* _RECORDS FOR THE TASK_

━━━

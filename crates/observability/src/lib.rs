//! Tracing and logging setup shared by every stockkeep binary and test.

/// Initialize process-wide tracing, filtered by `RUST_LOG` (default `info`).
///
/// This is safe to call multiple times; subsequent calls become no-ops.
pub fn init() {
    tracing::init();
}

/// Initialize process-wide tracing with an explicit filter directive,
/// e.g. `"stockkeep_infra=debug,info"`. `RUST_LOG` still wins when set.
pub fn init_with_filter(default_filter: &str) {
    tracing::init_with_filter(default_filter);
}

/// Subscriber construction (filters, layers).
pub mod tracing;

━━━

* _EXERCISE_
Lines from the one with "pub fn init_with_filter(default_filter: &str)" through the final line of the listing above should be duplicated word for word, and nothing else included.

* _WRITTEN ANSWER_
pub fn init_with_filter(default_filter: &str) {
    tracing::init_with_filter(default_filter);
}

/// Subscriber construction (filters, layers).
pub mod tracing;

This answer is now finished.